From the line below that contains "impl Default for" to the line that contains "pub fn window_max(&self)", repeat every line exactly, both ends included, and nothing else.

Segment Open

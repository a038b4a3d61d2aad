// src/volume_lib/config.rs

use super::error::ConfigError;
use super::volume::Volume;

/// Individual fields of a [`Configuration`], used to describe which changes
/// force a renderer to recompute its cache.
#[derive(Clone, Copy, Debug, PartialEq, Eq, Hash)]
pub enum ConfigField {
    Layer,
    WindowMin,
    WindowWidth,
}

impl ConfigField {
    pub const ALL: [ConfigField; 3] = [ConfigField::Layer, ConfigField::WindowMin, ConfigField::WindowWidth];
}

/// The configuration fields whose change invalidates a strategy's cache.
#[derive(Clone, Copy, Debug, PartialEq, Eq)]
pub struct TriggerSet(&'static [ConfigField]);

impl TriggerSet {
    /// Only the intensity window; the layer is read at render time.
    pub const WINDOW: TriggerSet = TriggerSet(&[ConfigField::WindowMin, ConfigField::WindowWidth]);
    /// Window and layer; the uploaded data depends on the selected layer.
    pub const WINDOW_AND_LAYER: TriggerSet =
        TriggerSet(&[ConfigField::WindowMin, ConfigField::WindowWidth, ConfigField::Layer]);

    pub fn contains(&self, field: ConfigField) -> bool {
        self.0.contains(&field)
    }

    pub fn fields(&self) -> &'static [ConfigField] {
        self.0
    }
}

/// Snapshot of the caller's view settings. Passed by value so a renderer's
/// stored copy can never be changed behind its back.
#[derive(Clone, Copy, Debug, PartialEq)]
pub struct Configuration {
    pub layer: u32,
    pub window_min: f32,
    pub window_width: f32,
}

impl Default for Configuration {
    fn default() -> Self {
        Self { layer: 0, window_min: 0.0, window_width: 128.0 }
    }
}

impl Configuration {
    pub fn new(layer: u32, window_min: f32, window_width: f32) -> Self {
        Self { layer, window_min, window_width }
    }

    /// Builds the window from its bounds instead of its width.
    pub fn from_window_bounds(layer: u32, window_min: f32, window_max: f32) -> Self {
        Self::new(layer, window_min, window_max - window_min)
    }

    pub fn window_max(&self) -> f32 {
        self.window_min + self.window_width
    }

    pub fn differs_in(&self, other: &Configuration, field: ConfigField) -> bool {
        match field {
            ConfigField::Layer => self.layer != other.layer,
            ConfigField::WindowMin => self.window_min != other.window_min,
            ConfigField::WindowWidth => self.window_width != other.window_width,
        }
    }

    pub fn changed_fields(&self, other: &Configuration) -> Vec<ConfigField> {
        ConfigField::ALL.into_iter().filter(|field| self.differs_in(other, *field)).collect()
    }

    /// Checks the window and the layer against `volume`.
    pub fn validate(&self, volume: &Volume) -> Result<(), ConfigError> {
        if volume.is_empty() {
            return Err(ConfigError::EmptyVolume);
        }
        if !self.window_min.is_finite() || !self.window_width.is_finite() || self.window_width <= 0.0 {
            return Err(ConfigError::InvalidWindow { min: self.window_min, width: self.window_width });
        }
        let depth = volume.dims().z;
        if self.layer >= depth {
            return Err(ConfigError::LayerOutOfRange { layer: self.layer, depth });
        }
        Ok(())
    }
}

#[cfg(test)]
mod tests {
    use super::*;
    use crate::volume_lib::volume::Dimensions;

    fn volume(z: u32) -> Volume {
        Volume::new(Dimensions::new(1, 1, z), vec![0; z as usize]).unwrap()
    }

    #[test]
    fn window_bounds_round_trip() {
        let config = Configuration::from_window_bounds(2, -100.0, 300.0);
        assert_eq!(config.window_width, 400.0);
        assert_eq!(config.window_max(), 300.0);
    }

    #[test]
    fn reports_changed_fields() {
        let a = Configuration::new(0, 10.0, 50.0);
        let b = Configuration::new(3, 10.0, 60.0);
        assert_eq!(a.changed_fields(&b), vec![ConfigField::Layer, ConfigField::WindowWidth]);
        assert!(a.changed_fields(&a).is_empty());
    }

    #[test]
    fn rejects_zero_and_negative_width() {
        let v = volume(2);
        for width in [0.0, -5.0, f32::NAN, f32::INFINITY] {
            let err = Configuration::new(0, 0.0, width).validate(&v).unwrap_err();
            assert!(matches!(err, ConfigError::InvalidWindow { .. }), "width {width}");
        }
    }

    #[test]
    fn rejects_layer_past_depth() {
        let err = Configuration::new(4, 0.0, 1.0).validate(&volume(4)).unwrap_err();
        assert_eq!(err, ConfigError::LayerOutOfRange { layer: 4, depth: 4 });
        assert!(Configuration::new(3, 0.0, 1.0).validate(&volume(4)).is_ok());
    }

    #[test]
    fn trigger_sets() {
        assert!(!TriggerSet::WINDOW.contains(ConfigField::Layer));
        assert!(TriggerSet::WINDOW_AND_LAYER.contains(ConfigField::Layer));
        assert!(TriggerSet::WINDOW.contains(ConfigField::WindowWidth));
    }
}
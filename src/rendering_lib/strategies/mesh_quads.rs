// src/rendering_lib/strategies/mesh_quads.rs

use super::{build_with_rollback, GpuResources, GridDimensionsUniform, RenderStrategy, StrategyKind};
use crate::rendering_lib::backend::{
    BlendMode, BufferId, BufferKind, DrawCommand, Geometry, GpuBackend, ProgramDescriptor, ProgramId, Topology,
};
use crate::rendering_lib::error::ResourceError;
use crate::rendering_lib::shader::MESH_SHADER_SOURCE;
use crate::rendering_lib::vertex::ShadedVertex;
use crate::volume_lib::{ConfigureOutcome, Dimensions, RendererState};

const QUAD_INDICES: [u32; 6] = [3, 2, 1, 3, 1, 0];

/// One independent quad per cell of the selected layer, shaded per corner.
/// Geometry is rebuilt on every render.
pub struct MeshQuads {
    resources: GpuResources,
    program: ProgramId,
    vertex_buffer: BufferId,
    index_buffer: BufferId,
    vertices: Vec<ShadedVertex>,
    indices: Vec<u32>,
}

impl MeshQuads {
    pub fn new(gpu: &mut dyn GpuBackend) -> Result<Self, ResourceError> {
        let label = format!("{} Program", StrategyKind::MeshQuads.name());
        let ((program, vertex_buffer, index_buffer), resources) = build_with_rollback(gpu, |gpu, res| {
            let vertex_buffer = res.buffer(gpu, "Quad Vertex Buffer", BufferKind::Vertex)?;
            let index_buffer = res.buffer(gpu, "Quad Index Buffer", BufferKind::Index)?;
            let program = res.program(
                gpu,
                &ProgramDescriptor {
                    label: &label,
                    source: MESH_SHADER_SOURCE,
                    vertex_layout: ShadedVertex::layout(),
                    topology: Topology::TriangleList,
                    blend: BlendMode::Opaque,
                    uniform_size: std::mem::size_of::<GridDimensionsUniform>() as u64,
                    texture: None,
                },
            )?;
            Ok((program, vertex_buffer, index_buffer))
        })?;

        Ok(Self { resources, program, vertex_buffer, index_buffer, vertices: Vec::new(), indices: Vec::new() })
    }
}

/// Emits a quad for each cell between four neighbouring samples:
/// `(x-1) * (y-1)` quads, 4 vertices and 6 indices each.
pub fn build_quads(dims: Dimensions, shades: &[u8], vertices: &mut Vec<ShadedVertex>, indices: &mut Vec<u32>) {
    vertices.clear();
    indices.clear();
    let cells = dims.x.saturating_sub(1) as usize * dims.y.saturating_sub(1) as usize;
    vertices.reserve(cells * 4);
    indices.reserve(cells * 6);

    let shade = |x: u32, y: u32| shades[(x + y * dims.x) as usize];
    for y in 0..dims.y.saturating_sub(1) {
        for x in 0..dims.x.saturating_sub(1) {
            let base = vertices.len() as u32;
            vertices.push(ShadedVertex::new(x, y, shade(x, y)));
            vertices.push(ShadedVertex::new(x, y + 1, shade(x, y + 1)));
            vertices.push(ShadedVertex::new(x + 1, y + 1, shade(x + 1, y + 1)));
            vertices.push(ShadedVertex::new(x + 1, y, shade(x + 1, y)));
            indices.extend(QUAD_INDICES.iter().map(|i| base + i));
        }
    }
}

impl RenderStrategy for MeshQuads {
    fn kind(&self) -> StrategyKind {
        StrategyKind::MeshQuads
    }

    fn sync(&mut self, _: &mut dyn GpuBackend, _: &RendererState, _: &ConfigureOutcome) -> Result<(), ResourceError> {
        Ok(())
    }

    fn render(&mut self, gpu: &mut dyn GpuBackend, state: &RendererState) -> Result<(), ResourceError> {
        let dims = state.volume().dims();
        build_quads(dims, state.selected_layer(), &mut self.vertices, &mut self.indices);
        if self.indices.is_empty() {
            return Ok(());
        }

        gpu.write_buffer(self.vertex_buffer, bytemuck::cast_slice(&self.vertices))?;
        gpu.write_buffer(self.index_buffer, bytemuck::cast_slice(&self.indices))?;

        let uniform = GridDimensionsUniform::new(dims);
        gpu.draw(&DrawCommand {
            program: self.program,
            vertex_buffer: self.vertex_buffer,
            geometry: Geometry::Indexed { index_buffer: self.index_buffer, indices: 0..self.indices.len() as u32 },
            texture: None,
            uniforms: bytemuck::bytes_of(&uniform),
        })
    }

    fn dispose(&mut self, gpu: &mut dyn GpuBackend) {
        self.resources.release_all(gpu);
    }
}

Segment Closed

## Solution for this exercise
impl Default for Configuration {
    fn default() -> Self {
        Self { layer: 0, window_min: 0.0, window_width: 128.0 }
    }
}

impl Configuration {
    pub fn new(layer: u32, window_min: f32, window_width: f32) -> Self {
        Self { layer, window_min, window_width }
    }

    /// Builds the window from its bounds instead of its width.
    pub fn from_window_bounds(layer: u32, window_min: f32, window_max: f32) -> Self {
        Self::new(layer, window_min, window_max - window_min)
    }

    pub fn window_max(&self) -> f32 {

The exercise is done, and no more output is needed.